Zayne was in his home office, reviewing patient charts, when he heard it.
CRASH.
Then: "NO NO NO NO—"
SIZZLE.
*"HOW IS IT ON THE CEILING?!"*
He closed his eyes behind his reading glasses.
She broke something again. Statistically, we're on day 3 post-Christmas. Average household item destruction rate: 2.7 items per day. Current count: unknown. Probability of kitchen still standing: 40%. Probability of needing fire department: rising.
Sigh.
He found his wife standing in the kitchen, surrounded by culinary carnage:
- Frying pan: MELTED in the center, smoking
- Eggs: somehow on the WALLS, dripping
- Smoke detector: screaming
- Nana: about to CRY, covered in flour, holding a spatula like a weapon
"I just wanted to make BREAKFAST," she whimpered, lower lip trembling. "But the pan got SO HOT and the eggs went FLYING and I don't understand PHYSICS—"

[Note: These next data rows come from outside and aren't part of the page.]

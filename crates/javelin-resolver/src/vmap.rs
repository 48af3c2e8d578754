//! The version map: per-library candidate coordinates, contributing paths,
//! and the currently selected coordinate id.
//!
//! Selections only ever move to a dominating coordinate, and every
//! candidate's contributing paths are retained even when it loses, because a
//! later retraction can make a previously rejected path relevant again.

use std::cmp::Ordering;
use std::collections::{BTreeMap, HashMap, HashSet};

use javelin_core::{CoordId, Lib, ResolvedCoord};
use javelin_util::errors::{JavelinError, JavelinResult};

use crate::exclusions::ExclusionSet;
use crate::trace::Reason;

/// Comparison callback used by [`VersionMap::add_coord`]:
/// `Ordering::Greater` means the first coordinate dominates.
pub type CompareFn<'a> = &'a dyn Fn(&ResolvedCoord, &ResolvedCoord) -> JavelinResult<Ordering>;

/// Per-library state.
#[derive(Debug, Clone, Default)]
pub struct LibEntry {
    /// Every coordinate ever seen for this lib, by coordinate id.
    pub versions: HashMap<CoordId, ResolvedCoord>,
    /// Every ancestry path through which each coordinate id was introduced.
    pub paths: HashMap<CoordId, HashSet<Vec<Lib>>>,
    /// The currently selected coordinate id.
    pub select: Option<CoordId>,
    /// Whether this lib was introduced at the empty path. Top deps are
    /// sticky: transitive contributions never displace them.
    pub top: bool,
}

/// Outcome of an include or add decision.
#[derive(Debug, Clone, Copy, PartialEq, Eq)]
pub struct Decision {
    pub include: bool,
    pub reason: Reason,
}

/// The working version map for one expansion.
#[derive(Debug, Clone, Default)]
pub struct VersionMap {
    entries: BTreeMap<Lib, LibEntry>,
}

impl VersionMap {
    pub fn new() -> Self {
        Self::default()
    }

    pub fn entry(&self, lib: &Lib) -> Option<&LibEntry> {
        self.entries.get(lib)
    }

    pub fn iter(&self) -> impl Iterator<Item = (&Lib, &LibEntry)> {
        self.entries.iter()
    }

    /// The selected coordinate id for a lib, when one is selected.
    pub fn selected_id(&self, lib: &Lib) -> Option<&CoordId> {
        self.entries.get(lib).and_then(|e| e.select.as_ref())
    }

    /// Decide whether the node at `path` (for `lib`) should be expanded,
    /// before its children are read. Rules, in order: top paths are always
    /// candidates; exclusions omit; a top-level lib's coordinate is sticky;
    /// a path through a no-longer-selected parent is dead.
    pub fn include_decision(
        &self,
        lib: &Lib,
        path: &[Lib],
        exclusions: &ExclusionSet,
    ) -> JavelinResult<Decision> {
        if path.is_empty() {
            return Ok(Decision {
                include: true,
                reason: Reason::NewTopDep,
            });
        }
        if exclusions.is_excluded(path, lib) {
            return Ok(Decision {
                include: false,
                reason: Reason::Excluded,
            });
        }
        if self.entries.get(lib).is_some_and(|e| e.top) {
            return Ok(Decision {
                include: false,
                reason: Reason::UseTop,
            });
        }

        let parent = &path[path.len() - 1];
        let parent_path = &path[..path.len() - 1];
        let parent_entry = self.entries.get(parent).ok_or_else(|| invariant(parent))?;
        let parent_select = parent_entry.select.as_ref().ok_or_else(|| invariant(parent))?;
        let parent_paths = parent_entry
            .paths
            .get(parent_select)
            .ok_or_else(|| invariant(parent))?;
        if !parent_paths.contains(parent_path) {
            return Ok(Decision {
                include: false,
                reason: Reason::ParentOmitted,
            });
        }

        Ok(Decision {
            include: true,
            reason: Reason::NewDep,
        })
    }

    /// Record a coordinate for `lib` and decide whether it becomes the
    /// selection. The coordinate and its path are recorded regardless of the
    /// outcome. No other library's state is touched; superseded subtrees are
    /// hidden later by [`VersionMap::include_decision`].
    pub fn add_coord(
        &mut self,
        lib: &Lib,
        coord_id: CoordId,
        coord: ResolvedCoord,
        path: &[Lib],
        top: bool,
        compare: CompareFn<'_>,
    ) -> JavelinResult<Decision> {
        let entry = self.entries.entry(lib.clone()).or_default();
        entry.versions.insert(coord_id.clone(), coord.clone());
        entry
            .paths
            .entry(coord_id.clone())
            .or_default()
            .insert(path.to_vec());

        if top {
            entry.select = Some(coord_id);
            entry.top = true;
            return Ok(Decision {
                include: true,
                reason: Reason::NewTopDep,
            });
        }

        let Some(selected_id) = entry.select.clone() else {
            entry.select = Some(coord_id);
            return Ok(Decision {
                include: true,
                reason: Reason::NewDep,
            });
        };

        if selected_id == coord_id {
            return Ok(Decision {
                include: false,
                reason: Reason::SameVersion,
            });
        }

        let selected = entry
            .versions
            .get(&selected_id)
            .cloned()
            .ok_or_else(|| invariant(lib))?;
        if compare(&coord, &selected)? == Ordering::Greater {
            let entry = self.entries.entry(lib.clone()).or_default();
            entry.select = Some(coord_id);
            Ok(Decision {
                include: true,
                reason: Reason::NewerVersion,
            })
        } else {
            Ok(Decision {
                include: false,
                reason: Reason::OlderVersion,
            })
        }
    }

    /// Project the terminal version map to selected coordinates with their
    /// dependents (the direct parents of every contributing path).
    pub fn lib_paths(&self) -> JavelinResult<BTreeMap<Lib, (ResolvedCoord, Vec<Lib>)>> {
        let mut out = BTreeMap::new();
        for (lib, entry) in &self.entries {
            let Some(select) = entry.select.as_ref() else {
                continue;
            };
            let coord = entry.versions.get(select).cloned().ok_or_else(|| invariant(lib))?;
            let dependents: std::collections::BTreeSet<Lib> = entry
                .paths
                .get(select)
                .map(|paths| {
                    paths
                        .iter()
                        .filter_map(|p| p.last().cloned())
                        .collect()
                })
                .unwrap_or_default();
            out.insert(lib.clone(), (coord, dependents.into_iter().collect()));
        }
        Ok(out)
    }
}

fn invariant(lib: &Lib) -> miette::Report {
    JavelinError::Invariant {
        message: format!("version map has no selection state for {lib}"),
    }
    .into()
}
//! POM parsing: the subset needed to read a Maven artifact's direct
//! dependencies (declarations, parent chain, dependency management, and
//! `${property}` interpolation).

use std::collections::BTreeMap;

use quick_xml::events::Event;
use quick_xml::Reader;

use javelin_util::errors::{JavelinError, JavelinResult};

/// A parsed POM, reduced to dependency-bearing content.
#[derive(Debug, Clone, Default)]
pub struct Pom {
    pub group_id: Option<String>,
    pub artifact_id: Option<String>,
    pub version: Option<String>,
    pub parent: Option<ParentRef>,
    pub properties: BTreeMap<String, String>,
    pub dependencies: Vec<PomDependency>,
    pub dependency_management: Vec<PomDependency>,
}

/// Reference to a parent POM.
#[derive(Debug, Clone)]
pub struct ParentRef {
    pub group_id: String,
    pub artifact_id: String,
    pub version: String,
}

/// A dependency declared in a POM file.
#[derive(Debug, Clone, Default)]
pub struct PomDependency {
    pub group_id: String,
    pub artifact_id: String,
    pub version: Option<String>,
    pub scope: Option<String>,
    pub optional: bool,
    pub classifier: Option<String>,
    pub exclusions: Vec<PomExclusion>,
}

/// An exclusion within a dependency declaration. A missing artifact id
/// excludes the whole group.
#[derive(Debug, Clone, Default)]
pub struct PomExclusion {
    pub group_id: String,
    pub artifact_id: Option<String>,
}

impl Pom {
    /// Effective group id (falls back to parent).
    pub fn effective_group_id(&self) -> Option<&str> {
        self.group_id
            .as_deref()
            .or(self.parent.as_ref().map(|p| p.group_id.as_str()))
    }

    /// Effective version (falls back to parent).
    pub fn effective_version(&self) -> Option<&str> {
        self.version
            .as_deref()
            .or(self.parent.as_ref().map(|p| p.version.as_str()))
    }

    /// Resolve `${property}` references in dependency coordinates using POM
    /// properties and the built-in project variables.
    pub fn resolve_properties(&mut self) {
        let snapshot = self.clone();
        for dep in self
            .dependencies
            .iter_mut()
            .chain(self.dependency_management.iter_mut())
        {
            dep.group_id = snapshot.interpolate(&dep.group_id);
            dep.artifact_id = snapshot.interpolate(&dep.artifact_id);
            if let Some(ref v) = dep.version {
                dep.version = Some(snapshot.interpolate(v));
            }
        }
    }

    fn interpolate(&self, input: &str) -> String {
        let mut result = input.to_string();
        for _ in 0..20 {
            let Some(start) = result.find("${") else { break };
            let Some(len) = result[start..].find('}') else { break };
            let key = &result[start + 2..start + len];
            match self.lookup_property(key) {
                Some(value) => {
                    result = format!("{}{}{}", &result[..start], value, &result[start + len + 1..]);
                }
                None => break,
            }
        }
        result
    }

    fn lookup_property(&self, key: &str) -> Option<String> {
        match key {
            "project.groupId" | "pom.groupId" => {
                self.effective_group_id().map(|s| s.to_string())
            }
            "project.artifactId" | "pom.artifactId" => self.artifact_id.clone(),
            "project.version" | "pom.version" => self.effective_version().map(|s| s.to_string()),
            "project.parent.groupId" => self.parent.as_ref().map(|p| p.group_id.clone()),
            "project.parent.version" => self.parent.as_ref().map(|p| p.version.clone()),
            _ => self.properties.get(key).cloned(),
        }
    }

    /// Merge a parent POM's properties and dependency management into this
    /// POM; local declarations dominate.
    pub fn apply_parent(&mut self, parent: &Pom) {
        for (k, v) in &parent.properties {
            self.properties.entry(k.clone()).or_insert_with(|| v.clone());
        }
        if self.group_id.is_none() {
            self.group_id = parent.effective_group_id().map(|s| s.to_string());
        }
        if self.version.is_none() {
            self.version = parent.effective_version().map(|s| s.to_string());
        }
        for dm in &parent.dependency_management {
            let dominated = self
                .dependency_management
                .iter()
                .any(|d| d.group_id == dm.group_id && d.artifact_id == dm.artifact_id);
            if !dominated {
                self.dependency_management.push(dm.clone());
            }
        }
    }

    /// Look up a version from dependency management for `group:artifact`.
    pub fn managed_version(&self, group_id: &str, artifact_id: &str) -> Option<&str> {
        self.dependency_management
            .iter()
            .find(|d| d.group_id == group_id && d.artifact_id == artifact_id)
            .and_then(|d| d.version.as_deref())
    }
}

/// Parse a POM XML string.
pub fn parse_pom(xml: &str) -> JavelinResult<Pom> {
    let mut reader = Reader::from_str(xml);
    reader.config_mut().trim_text(true);

    let mut pom = Pom::default();
    let mut path: Vec<String> = Vec::new();
    let mut text = String::new();
    let mut dep: Option<PomDependency> = None;
    let mut exclusion: Option<PomExclusion> = None;
    let mut parent: Option<ParentRef> = None;
    let mut in_dep_mgmt = false;

    loop {
        match reader.read_event() {
            Ok(Event::Start(ref e)) => {
                path.push(String::from_utf8_lossy(e.name().as_ref()).to_string());
                text.clear();
                match context(&path).as_str() {
                    "project>dependencies>dependency" => {
                        in_dep_mgmt = false;
                        dep = Some(PomDependency::default());
                    }
                    "project>dependencyManagement>dependencies>dependency" => {
                        in_dep_mgmt = true;
                        dep = Some(PomDependency::default());
                    }
                    ctx if ctx.ends_with(">exclusions>exclusion") && dep.is_some() => {
                        exclusion = Some(PomExclusion::default());
                    }
                    "project>parent" => {
                        parent = Some(ParentRef {
                            group_id: String::new(),
                            artifact_id: String::new(),
                            version: String::new(),
                        });
                    }
                    _ => {}
                }
            }
            Ok(Event::Text(ref e)) => {
                text = e.unescape().unwrap_or_default().to_string();
            }
            Ok(Event::End(_)) => {
                let ctx = context(&path);
                let leaf = path.last().map(|s| s.as_str()).unwrap_or_default();

                if path.len() == 3 && path.get(1).map(|s| s.as_str()) == Some("properties") {
                    pom.properties.insert(leaf.to_string(), text.clone());
                }

                if let Some(ref mut d) = dep {
                    if let Some(ref mut excl) = exclusion {
                        match leaf {
                            "groupId" => excl.group_id = text.clone(),
                            "artifactId" => excl.artifact_id = Some(text.clone()),
                            _ => {}
                        }
                        if ctx.ends_with(">exclusions>exclusion") {
                            d.exclusions.push(exclusion.take().unwrap_or_default());
                        }
                    } else {
                        match leaf {
                            "groupId" if ctx.ends_with(">dependency>groupId") => {
                                d.group_id = text.clone();
                            }
                            "artifactId" if ctx.ends_with(">dependency>artifactId") => {
                                d.artifact_id = text.clone();
                            }
                            "version" if ctx.ends_with(">dependency>version") => {
                                d.version = Some(text.clone());
                            }
                            "scope" if ctx.ends_with(">dependency>scope") => {
                                d.scope = Some(text.clone());
                            }
                            "optional" if ctx.ends_with(">dependency>optional") => {
                                d.optional = text.trim() == "true";
                            }
                            "classifier" if ctx.ends_with(">dependency>classifier") => {
                                d.classifier = Some(text.clone());
                            }
                            _ => {}
                        }
                    }
                    if ctx == "project>dependencies>dependency"
                        || ctx == "project>dependencyManagement>dependencies>dependency"
                    {
                        let d = dep.take().unwrap_or_default();
                        if in_dep_mgmt {
                            pom.dependency_management.push(d);
                        } else {
                            pom.dependencies.push(d);
                        }
                    }
                }

                if let Some(ref mut p) = parent {
                    match leaf {
                        "groupId" if ctx == "project>parent>groupId" => p.group_id = text.clone(),
                        "artifactId" if ctx == "project>parent>artifactId" => {
                            p.artifact_id = text.clone();
                        }
                        "version" if ctx == "project>parent>version" => p.version = text.clone(),
                        _ => {}
                    }
                    if ctx == "project>parent" {
                        pom.parent = parent.take();
                    }
                }

                if path.len() == 2 {
                    match leaf {
                        "groupId" => pom.group_id = Some(text.clone()),
                        "artifactId" => pom.artifact_id = Some(text.clone()),
                        "version" => pom.version = Some(text.clone()),
                        _ => {}
                    }
                }

                path.pop();
                text.clear();
            }
            Ok(Event::Eof) => break,
            Err(e) => {
                return Err(JavelinError::Manifest {
                    message: format!("failed to parse POM XML: {e}"),
                }
                .into());
            }
            _ => {}
        }
    }

    Ok(pom)
}

fn context(path: &[String]) -> String {
    path.join(">")
}
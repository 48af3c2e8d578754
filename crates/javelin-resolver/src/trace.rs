//! Expansion trace: one entry per considered pathed dependency, recording
//! the decision taken and why.

use std::fmt;

use javelin_core::{CoordId, CoordSpec, Lib};

use crate::exclusions::ExclusionSet;
use crate::vmap::VersionMap;

/// Why a pathed dependency was included or omitted.
#[derive(Debug, Clone, Copy, PartialEq, Eq)]
pub enum Reason {
    /// Included: first occurrence as a top-level dep.
    NewTopDep,
    /// Included: first coordinate seen for this lib.
    NewDep,
    /// Included: dominates the previously selected coordinate.
    NewerVersion,
    /// Omitted: same coordinate id as the current selection.
    SameVersion,
    /// Omitted: dominated by the current selection.
    OlderVersion,
    /// Omitted: excluded beneath this path.
    Excluded,
    /// Omitted: a top-level declaration is sticky for this lib.
    UseTop,
    /// Omitted: the path here runs through a parent coordinate that is no
    /// longer selected.
    ParentOmitted,
}

impl fmt::Display for Reason {
    fn fmt(&self, f: &mut fmt::Formatter<'_>) -> fmt::Result {
        f.write_str(match self {
            Reason::NewTopDep => ":new-top-dep",
            Reason::NewDep => ":new-dep",
            Reason::NewerVersion => ":newer-version",
            Reason::SameVersion => ":same-version",
            Reason::OlderVersion => ":older-version",
            Reason::Excluded => ":excluded",
            Reason::UseTop => ":use-top",
            Reason::ParentOmitted => ":parent-omitted",
        })
    }
}

/// One expansion decision.
#[derive(Debug, Clone)]
pub struct TraceEntry {
    /// Ancestry of the considered dependency (empty for top deps).
    pub path: Vec<Lib>,
    pub lib: Lib,
    /// The coordinate as declared by the parent manifest, when any.
    pub coord: Option<CoordSpec>,
    /// The coordinate actually considered, after override/default precedence.
    pub use_coord: CoordSpec,
    pub coord_id: CoordId,
    /// The override that displaced the declared coordinate, when any.
    pub override_coord: Option<CoordSpec>,
    pub include: bool,
    pub reason: Reason,
}

/// The full trace of an expansion, attached to resolution results on
/// request.
#[derive(Debug, Clone)]
pub struct TraceLog {
    pub log: Vec<TraceEntry>,
    pub vmap: VersionMap,
    pub exclusions: ExclusionSet,
}
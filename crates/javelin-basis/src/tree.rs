//! Dependency tree rendering from an expansion trace.
//!
//! Every trace entry corresponds to a node the expander considered; included
//! entries form the tree, omitted ones can be shown annotated with the
//! reason they lost.

use std::collections::HashMap;

use petgraph::graph::{DiGraph, NodeIndex};
use petgraph::Direction;

use javelin_core::Lib;
use javelin_ext::Registry;
use javelin_resolver::{TraceEntry, TraceLog};

struct TreeNode {
    lib: Lib,
    summary: String,
    include: bool,
    annotation: Option<String>,
}

/// Render the dependency tree recorded in `trace`, summarizing coordinates
/// through their procurers. With `show_omitted`, nodes the expander rejected
/// appear annotated with their reason.
pub fn render_tree(trace: &TraceLog, registry: &Registry, show_omitted: bool) -> String {
    let mut graph: DiGraph<TreeNode, ()> = DiGraph::new();
    let mut by_path: HashMap<Vec<Lib>, NodeIndex> = HashMap::new();
    let mut roots: Vec<NodeIndex> = Vec::new();

    for entry in &trace.log {
        if !entry.include && !show_omitted {
            continue;
        }
        let idx = graph.add_node(node_for(entry, registry));
        if entry.include {
            let mut full_path = entry.path.clone();
            full_path.push(entry.lib.clone());
            by_path.insert(full_path, idx);
        }
        if entry.path.is_empty() {
            roots.push(idx);
        } else if let Some(&parent) = by_path.get(&entry.path) {
            graph.add_edge(parent, idx, ());
        }
    }

    let mut output = String::new();
    for root in roots {
        let node = &graph[root];
        output.push_str(&format!("{} {}\n", node.lib, node.summary));
        render_children(&graph, root, "", &mut output);
    }
    output
}

fn node_for(entry: &TraceEntry, registry: &Registry) -> TreeNode {
    let summary = registry
        .procurer_for(&entry.use_coord)
        .map(|p| p.coord_summary(&entry.lib, &entry.use_coord))
        .unwrap_or_else(|_| entry.coord_id.to_string());
    TreeNode {
        lib: entry.lib.clone(),
        summary,
        include: entry.include,
        annotation: (!entry.include).then(|| entry.reason.to_string()),
    }
}

fn render_children(
    graph: &DiGraph<TreeNode, ()>,
    idx: NodeIndex,
    prefix: &str,
    output: &mut String,
) {
    // petgraph iterates outgoing neighbors in reverse insertion order
    let children: Vec<NodeIndex> = {
        let mut c: Vec<_> = graph
            .neighbors_directed(idx, Direction::Outgoing)
            .collect();
        c.reverse();
        c
    };
    let count = children.len();
    for (i, child_idx) in children.iter().enumerate() {
        let is_last = i + 1 == count;
        let connector = if is_last { "└── " } else { "├── " };
        let node = &graph[*child_idx];
        match &node.annotation {
            Some(reason) => output.push_str(&format!(
                "{prefix}{connector}{} {} ({reason})\n",
                node.lib, node.summary
            )),
            None => output.push_str(&format!(
                "{prefix}{connector}{} {}\n",
                node.lib, node.summary
            )),
        }
        if node.include {
            let child_prefix = format!("{prefix}{}", if is_last { "    " } else { "│   " });
            render_children(graph, *child_idx, &child_prefix, output);
        }
    }
}
use std::collections::BTreeMap;

use crate::coord::CoordSpec;
use crate::library::Lib;
use crate::manifest::{AliasArgs, PathRef};

/// Options controlling dependency expansion.
#[derive(Debug, Clone, Default)]
pub struct ResolveArgs {
    /// Additional top-level deps, seeded alongside the deps map's own.
    pub extra_deps: BTreeMap<Lib, CoordSpec>,
    /// Coordinates that win over any manifest-declared coordinate.
    pub override_deps: BTreeMap<Lib, CoordSpec>,
    /// Coordinates used when a dependency declares none.
    pub default_deps: BTreeMap<Lib, CoordSpec>,
    /// Worker pool size; `None` means available parallelism.
    pub threads: Option<usize>,
    /// Record a trace log of every expansion decision.
    pub trace: bool,
}

/// Options controlling classpath assembly.
#[derive(Debug, Clone, Default)]
pub struct ClasspathArgs {
    /// Paths appended after the project's own `paths`.
    pub extra_paths: Vec<PathRef>,
    /// Per-library replacement of resolved paths.
    pub classpath_overrides: BTreeMap<Lib, String>,
}

impl ResolveArgs {
    /// Build resolve args from combined alias args.
    pub fn from_alias_args(args: &AliasArgs) -> Self {
        Self {
            extra_deps: args.extra_deps.clone(),
            override_deps: args.override_deps.clone(),
            default_deps: args.default_deps.clone(),
            threads: None,
            trace: false,
        }
    }
}

impl ClasspathArgs {
    /// Build classpath args from combined alias args.
    pub fn from_alias_args(args: &AliasArgs) -> Self {
        Self {
            extra_paths: args.extra_paths.clone(),
            classpath_overrides: args.classpath_overrides.clone(),
        }
    }
}

/// Default worker pool size: available processors.
pub fn default_threads() -> usize {
    std::thread::available_parallelism()
        .map(|n| n.get())
        .unwrap_or(4)
}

* She doesn't understand physics. She doesn't understand cooking. She barely understands gravity based on how often she falls. But she DOES understand how to make my chest hurt in ways that have nothing to do with cardiology.*
*Deep breath. Clinical assessment. Wife: distressed. Kitchen: destroyed. My sanity: critical condition.*
He removed his glasses, cleaned them slowly (buying time to process the egg on the ceiling), and put them back on.
"Nana."
She FLINCHED. "I'M SORRY! I'll fix it! I'll— I'll—" Her eyes welled up.
* Abort. ABORT. Crying wife protocol activated. All logical responses offline. Emotional override engaged.*
He crossed the kitchen in three strides and scooped her up, setting her on the counter. She was still holding the spatula. He gently removed it from her death grip.
"How," he asked carefully, "did you break the pan?"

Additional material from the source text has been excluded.